Der Oberste Gerichtshof in Mexiko hat gestern eine bahnbrechende Entscheidung in einer 4:1 Abstimmung getroffen, die das Totalverbot von Anbau zum Eigenkonsum für verfassungswidrig erklärt. Argumentiert wird in dem Urteil, dass die zu erwartenden Gesundheitsschäden nicht mehr wiegen als das Grundrecht auf Selbstbestimmung und freier Entfaltung der Persönlichkeit.
“Der Konsum sollte aus Respekt vor dem Recht auf freie Persönlichkeitsentfaltung erlaubt werden”, so zitiert der Spiegel die mexikanische Richterin Olga Sánchez Cordero.
Grundrechtsklage schafft Präzedenzfall
Vier Anwälte hatten einen Verein gegründet, Sociedad Mexicana de Autoconsumo Responsable y Tolerante (SMART : Mexikanische Vereinigung für den verantwortlichen und toleranten Eigenkonsum), und beim Gesundheitsministerium eine Genehmigung für den gemeinsamen Anbau zum Eigenkonsum ohne Gewinnorientierung gestellt. Hintergrund ist, dass geringe Mengen für den Eigenkonsum in Mexiko bereits seit 2009 entkriminalisiert sind. Das Gesundheitsministerium hatte den Antrag abgelehnt und daraufhin hat sich der Verein durch die Instanzen geklagt.
Einer der höchsten Richter hat sich den Fall zur eigenen Causa gemacht und den Kollegen der ersten Kammer zur Entscheidung vorgelegt. Zur Abwägung stand, ob fünf Paragraphen aus dem Gesundheitsgesetz, welche unter anderem den Anbau von Cannabis verbieten, verfassungswidrig sind.

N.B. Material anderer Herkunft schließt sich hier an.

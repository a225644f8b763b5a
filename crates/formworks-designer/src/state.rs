//! The designer's editing state: the live element list plus selection.

use formworks_core::error::FormworksResult;
use formworks_core::id::FieldId;
use formworks_document::FormDocument;
use formworks_elements::{FieldInstance, FieldRegistry};

/// The state of one form-editing session.
///
/// Owns the live ordered element list and the current selection. The
/// state is an explicit object passed to every consumer (no ambient
/// singleton), and all mutations go through the operations here, so the
/// document's invariants (unique ids, schema-valid attributes) hold at
/// every observable point.
#[derive(Debug, Clone, Default)]
pub struct DesignerState {
    elements: FormDocument,
    selected: Option<FieldId>,
}

impl DesignerState {
    /// Creates a state over an empty document (a brand-new form).
    pub fn new() -> Self {
        Self::default()
    }

    /// Creates a state seeded from a persisted document.
    pub const fn from_document(document: FormDocument) -> Self {
        Self {
            elements: document,
            selected: None,
        }
    }

    /// The current document, in visual order.
    pub const fn document(&self) -> &FormDocument {
        &self.elements
    }

    pub(crate) fn document_mut(&mut self) -> &mut FormDocument {
        &mut self.elements
    }

    /// Consumes the state, yielding the document for serialization.
    pub fn into_document(self) -> FormDocument {
        self.elements
    }

    /// The elements in visual order.
    pub fn elements(&self) -> &[FieldInstance] {
        self.elements.elements()
    }

    /// Number of elements on the canvas.
    pub fn len(&self) -> usize {
        self.elements.len()
    }

    /// Returns `true` when the canvas is empty.
    pub fn is_empty(&self) -> bool {
        self.elements.is_empty()
    }

    /// Inserts an element at `index`, clamped to `[0, len]`.
    ///
    /// The instance's attributes are validated against its kind schema
    /// first; an instance that does not satisfy its schema is rejected
    /// with a validation error and the list is left untouched. In
    /// practice construction always yields valid defaults, so the check
    /// only fires for hand-built instances.
    pub fn add_element(&mut self, index: usize, instance: FieldInstance) -> FormworksResult<()> {
        let behavior = FieldRegistry::global().lookup(instance.kind)?;
        behavior.schema().validate(&instance.attributes)?;
        self.elements.insert(index, instance)
    }

    /// Removes the element with the given id.
    ///
    /// Silently does nothing when the id is absent. Removing the selected
    /// element clears the selection.
    pub fn remove_element(&mut self, id: &FieldId) {
        if self.elements.remove(id).is_some() && self.selected.as_ref() == Some(id) {
            self.selected = None;
        }
    }

    /// Replaces the element at the position matching `id`.
    ///
    /// Fails with [`FormworksError::ElementNotFound`] when the id is
    /// absent, and with a validation error when the replacement's
    /// attributes do not satisfy its kind schema. The replacement must
    /// keep the element's id; that is the caller's contract.
    pub fn update_element(&mut self, id: &FieldId, instance: FieldInstance) -> FormworksResult<()> {
        let behavior = FieldRegistry::global().lookup(instance.kind)?;
        behavior.schema().validate(&instance.attributes)?;
        self.elements.replace(id, instance)
    }

    /// Sets or clears the selection driving the property editor.
    pub fn set_selected(&mut self, id: Option<FieldId>) {
        self.selected = id;
    }

    /// The currently selected element id, if any.
    pub const fn selected(&self) -> Option<&FieldId> {
        self.selected.as_ref()
    }

    /// The currently selected element, if any.
    pub fn selected_element(&self) -> Option<&FieldInstance> {
        self.selected.as_ref().and_then(|id| self.elements.by_id(id))
    }
}

impl From<FormDocument> for DesignerState {
    fn from(document: FormDocument) -> Self {
        Self::from_document(document)
    }
}

#[cfg(test)]
mod tests {
    use super::*;
    use formworks_core::error::FormworksError;
    use formworks_elements::{fields, FieldKind};

    fn instance(id: &str, kind: FieldKind) -> FieldInstance {
        fields::construct(kind, FieldId::from(id))
    }

    #[test]
    fn test_add_clamps_and_orders() {
        let mut state = DesignerState::new();
        state.add_element(50, instance("aa", FieldKind::Text)).unwrap();
        state.add_element(0, instance("bb", FieldKind::Title)).unwrap();
        let ids: Vec<&str> = state.elements().iter().map(|e| e.id.as_str()).collect();
        assert_eq!(ids, ["bb", "aa"]);
    }

    #[test]
    fn test_add_rejects_invalid_attributes() {
        let mut state = DesignerState::new();
        let mut bad = instance("aa", FieldKind::Text);
        bad.attributes.insert(fields::attr::LABEL, "x"); // below min length
        let err = state.add_element(0, bad).unwrap_err();
        assert!(matches!(err, FormworksError::Validation(_)));
        assert!(state.is_empty());
    }

    #[test]
    fn test_remove_is_silent_when_absent() {
        let mut state = DesignerState::new();
        state.remove_element(&FieldId::from("ghost"));
        assert!(state.is_empty());
    }

    #[test]
    fn test_remove_clears_selection_of_removed() {
        let mut state = DesignerState::new();
        state.add_element(0, instance("aa", FieldKind::Text)).unwrap();
        state.add_element(1, instance("bb", FieldKind::Text)).unwrap();
        state.set_selected(Some(FieldId::from("aa")));

        state.remove_element(&FieldId::from("aa"));
        assert_eq!(state.selected(), None);

        // Removing an unselected element keeps the selection.
        state.set_selected(Some(FieldId::from("bb")));
        state.remove_element(&FieldId::from("ghost"));
        assert_eq!(state.selected(), Some(&FieldId::from("bb")));
    }

    #[test]
    fn test_update_replaces_in_place() {
        let mut state = DesignerState::new();
        state.add_element(0, instance("aa", FieldKind::Text)).unwrap();
        let mut edited = instance("aa", FieldKind::Text);
        edited.attributes.insert(fields::attr::LABEL, "Full name");
        edited.attributes.insert(fields::attr::REQUIRED, true);
        state.update_element(&FieldId::from("aa"), edited).unwrap();

        let element = state.document().by_id(&FieldId::from("aa")).unwrap();
        assert_eq!(element.attributes.text(fields::attr::LABEL), Some("Full name"));
    }

    #[test]
    fn test_update_missing_fails() {
        let mut state = DesignerState::new();
        let err = state
            .update_element(&FieldId::from("zz"), instance("zz", FieldKind::Text))
            .unwrap_err();
        assert!(matches!(err, FormworksError::ElementNotFound(_)));
    }

    #[test]
    fn test_update_rejects_invalid_attributes() {
        let mut state = DesignerState::new();
        state.add_element(0, instance("aa", FieldKind::Paragraph)).unwrap();
        let mut bad = instance("aa", FieldKind::Paragraph);
        bad.attributes.insert(fields::attr::TEXT, "x".repeat(1001));
        assert!(state.update_element(&FieldId::from("aa"), bad).is_err());
        // Original attributes survive a rejected update.
        let element = state.document().by_id(&FieldId::from("aa")).unwrap();
        assert_eq!(element.attributes.text(fields::attr::TEXT), Some("Paragraph text"));
    }

    #[test]
    fn test_selected_element_accessor() {
        let mut state = DesignerState::new();
        state.add_element(0, instance("aa", FieldKind::Checkbox)).unwrap();
        assert!(state.selected_element().is_none());
        state.set_selected(Some(FieldId::from("aa")));
        assert_eq!(state.selected_element().unwrap().kind, FieldKind::Checkbox);
        state.set_selected(None);
        assert!(state.selected_element().is_none());
    }

    #[test]
    fn test_unique_ids_preserved_across_sequences() {
        let mut state = DesignerState::new();
        for i in 0..10 {
            state
                .add_element(i, instance(&format!("id{i:02}"), FieldKind::Text))
                .unwrap();
        }
        state.remove_element(&FieldId::from("id03"));
        state.remove_element(&FieldId::from("id07"));
        state.add_element(2, instance("id99", FieldKind::Date)).unwrap();

        let ids: Vec<&str> = state.elements().iter().map(|e| e.id.as_str()).collect();
        let unique: std::collections::HashSet<&&str> = ids.iter().collect();
        assert_eq!(unique.len(), ids.len());
        // Untouched elements keep their relative order.
        let pos = |id: &str| ids.iter().position(|x| *x == id).unwrap();
        assert!(pos("id00") < pos("id01"));
        assert!(pos("id04") < pos("id05"));
        assert!(pos("id08") < pos("id09"));
    }
}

Justiz bringt Politik in Zugzwang
Zunächst gilt das Recht auf Eigenanbau nur für die vier Kläger. Da das Gericht diese Artikel im Gesetz nun mit einer liberalen Bürgerrechtsargumentation für verfassungswidrig erklärt hat, muss die Politik aber handeln und die Gesetze ändern. Bis dahin können sich weitere Bürger auf den Fall beziehen und ihr Recht auf Eigenanbau einklagen. Dem Gericht liegen bisher vier weitere ähnliche Fälle vor. Wenn diese ebenfalls im Sinne der Kläger entschieden werden, dann muss der Gesetzgeber auch in diesem Sinne allgemeines Recht setzen.
Debatte wird an Fahrt aufnehmen
Die erste Kammer des Gerichts hatte vor einigen Monaten ebenfalls das Verbot der gleichgeschlechtlichen Ehe für verfassungswidrig erklärt. Beide Entscheidungen sind sehr mutig, denn laut Umfragen sind in Mexiko immernoch ca. 80 Prozent der Befragten gegen eine Legalisierung. Dennoch wird dieses Urteil auch in der gesellschaftlichen Diskussion einiges voranbringen und es ist ein Einfallstor für eine weitergehende Legalisierung in Mexiko.
Wir bleiben an den Entwicklungen in Mexiko dran und werden weiter berichten.